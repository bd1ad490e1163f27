use anyhow::{Context, Result};
use dotenvy::dotenv;
use std::env;

/// Application configuration loaded from environment variables.
#[derive(Debug, Clone)]
pub struct Config {
    pub database_url: String,
    pub port: u16,
    pub node_env: String,
    pub jwt_secret: Option<String>,
    pub timezone: String,
    pub allowed_origins: Vec<String>,
}

impl Config {
    /// Load configuration from environment variables.
    pub fn from_env() -> Result<Self> {
        // Load .env file if present (development)
        let _ = dotenv();

        let node_env = env::var("NODE_ENV").unwrap_or_else(|_| "development".to_string());
        let allowed_origins = env::var("ALLOWED_ORIGINS")
            .unwrap_or_else(|_| "*".to_string())
            .split(',')
            .map(|s| s.trim().to_string())
            .filter(|s| !s.is_empty())
            .collect();

        Ok(Self {
            database_url: env::var("DB_CONNECTION_STRING")
                .or_else(|_| env::var("DATABASE_URL"))
                .context("DB_CONNECTION_STRING must be set")?,
            port: env::var("PORT")
                .unwrap_or_else(|_| "3000".to_string())
                .parse()
                .context("PORT must be a valid number")?,
            jwt_secret: env::var("JWT_SECRET").ok(),
            timezone: env::var("TIMEZONE").unwrap_or_else(|_| "Asia/Kolkata".to_string()),
            node_env,
            allowed_origins,
        })
    }

    pub fn is_production(&self) -> bool {
        self.node_env == "production"
    }
}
########################################
TASK TO COMPLETE: The response should consist of all the entries, transcribed exactly.

COMPLETED TASK:
repository bd1ad490e1163f27
use anyhow::{Context, Result};
use dotenvy::dotenv;
use std::env;

/// Application configuration loaded from environment variables.
#[derive(Debug, Clone)]
pub struct Config {
    pub database_url: String,
    pub port: u16,
    pub node_env: String,
    pub jwt_secret: Option<String>,
    pub timezone: String,
    pub allowed_origins: Vec<String>,
}

impl Config {
    /// Load configuration from environment variables.
    pub fn from_env() -> Result<Self> {
        // Load .env file if present (development)
        let _ = dotenv();

        let node_env = env::var("NODE_ENV").unwrap_or_else(|_| "development".to_string());
        let allowed_origins = env::var("ALLOWED_ORIGINS")
            .unwrap_or_else(|_| "*".to_string())
            .split(',')
            .map(|s| s.trim().to_string())
            .filter(|s| !s.is_empty())
            .collect();

        Ok(Self {
            database_url: env::var("DB_CONNECTION_STRING")
                .or_else(|_| env::var("DATABASE_URL"))
                .context("DB_CONNECTION_STRING must be set")?,
            port: env::var("PORT")
                .unwrap_or_else(|_| "3000".to_string())
                .parse()
                .context("PORT must be a valid number")?,
            jwt_secret: env::var("JWT_SECRET").ok(),
            timezone: env::var("TIMEZONE").unwrap_or_else(|_| "Asia/Kolkata".to_string()),
            node_env,
            allowed_origins,
        })
    }

    pub fn is_production(&self) -> bool {
        self.node_env == "production"
    }
}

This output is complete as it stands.